Local Anesthetics Inhibit the G Protein-Mediated Modulation of K+ and Ca++ Currents in Anterior Pituitary Cells

The effects of local anesthetics (LAs) on G protein-mediated responses of voltage-dependent K + ( I K ) and Ca ++ currents in rat anterior pituitary tumor (GH 3 ) cells were analyzed by using a whole-cell voltage clamp. Extracellular lidocaine inhibited I K with an IC 50 of 1.9 mM, comparable to 2.6 mM for I Ba but 10 times higher than the IC 50 for I Na (0.17 mM). Low concentrations of lidocaine (30–100 μM), which had no direct effect on basal I K , attenuated both the stimulatory and inhibitory modulation of K + channels by thyrotropin-releasing hormone (TRH). Both modulations had an IC 50 ∼40 μM independent of [TRH]. Intracellular QX314 (100 μM), a quaternary, charged form of lidocaine, also significantly attenuated the TRH effects; however, external QX314 and the neutral LA benzocaine (100 μM) did not.

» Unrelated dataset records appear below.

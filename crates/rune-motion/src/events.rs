//! Motion events for lifecycle notifications.
//!
//! Stages and lists never call back into the view layer. They queue events
//! instead, and the host drains them after each `tick`, `set_visible`,
//! `set_keys` or `handle_event` call.
//!
//! # Usage
//!
//! ```ignore
//! list.tick(16.0);
//! for event in list.drain_events() {
//!     match event {
//!         ListEvent::Stage { key, event: StageEvent::Settled { visible } } => {
//!             println!("{key} settled visible={visible}");
//!         }
//!         ListEvent::Removed { key } => println!("{key} can be purged"),
//!         _ => {}
//!     }
//! }
//! ```

use serde::{Deserialize, Serialize};
use std::collections::VecDeque;

use super::types::{Cue, Key, Status};

/// Event emitted by one element's state machine.
#[derive(Debug, Clone, PartialEq, Eq, Serialize, Deserialize)]
#[serde(tag = "type", rename_all = "snake_case")]
pub enum StageEvent {
    /// The cue moved.
    CueChanged {
        status: Status,
        cue: Cue,
    },
    /// The visibility transition finished; `visible` is now authoritative.
    Settled {
        visible: bool,
    },
}

impl StageEvent {
    pub fn is_settled(&self) -> bool {
        matches!(self, Self::Settled { .. })
    }
}

/// Event emitted by a keyed list.
#[derive(Debug, Clone, PartialEq, Eq, Serialize, Deserialize)]
#[serde(tag = "kind", rename_all = "snake_case")]
pub enum ListEvent {
    /// Forwarded from the element's stage.
    Stage { key: Key, event: StageEvent },
    /// The element finished exiting and will be purged on the next reconciliation.
    Removed { key: Key },
}

impl ListEvent {
    pub fn key(&self) -> &Key {
        match self {
            Self::Stage { key, .. } | Self::Removed { key } => key,
        }
    }
}

/// FIFO of pending events.
#[derive(Debug)]
pub struct EventQueue<E> {
    events: VecDeque<E>,
}

impl<E> Default for EventQueue<E> {
    fn default() -> Self {
        Self::new()
    }
}

impl<E> EventQueue<E> {
    pub fn new() -> Self {
        Self {
            events: VecDeque::new(),
        }
    }

    pub fn push(&mut self, event: E) {
        self.events.push_back(event);
    }

    pub fn is_empty(&self) -> bool {
        self.events.is_empty()
    }

    pub fn len(&self) -> usize {
        self.events.len()
    }

    pub fn pop(&mut self) -> Option<E> {
        self.events.pop_front()
    }

    pub fn peek(&self) -> Option<&E> {
        self.events.front()
    }

    /// Drain all events in arrival order.
    pub fn drain(&mut self) -> impl Iterator<Item = E> + '_ {
        self.events.drain(..)
    }

    pub fn clear(&mut self) {
        self.events.clear();
    }
}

Lidocaine (≤100 μM) inhibited the TRH-induced increase in [Ca ++ ] but failed to block either the GTP-γ-S-induced increase in I K , the activation of I K by directly elevated [Ca ++ ] (ca. 3 × 10 −7 M), or the phorbol-12,13-dibutyrate-induced inhibition of Ca ++ -activated I K . Agonist binding assays revealed that none of the these LAs affected TRH receptor binding. Similar to its effect on TRH modulation of I K , lidocaine (100 μM) attenuated the inhibition of Ca ++ channels in GH 3 cells by somatostatin (1 μM). These results suggest that lidocaine’s action occurs between agonist binding and G protein activation. Such inhibition of G protein pathways may be an important component of the general action of LAs acting at spinal sites, or for i.v. therapeutics or during cardiotoxic episodes.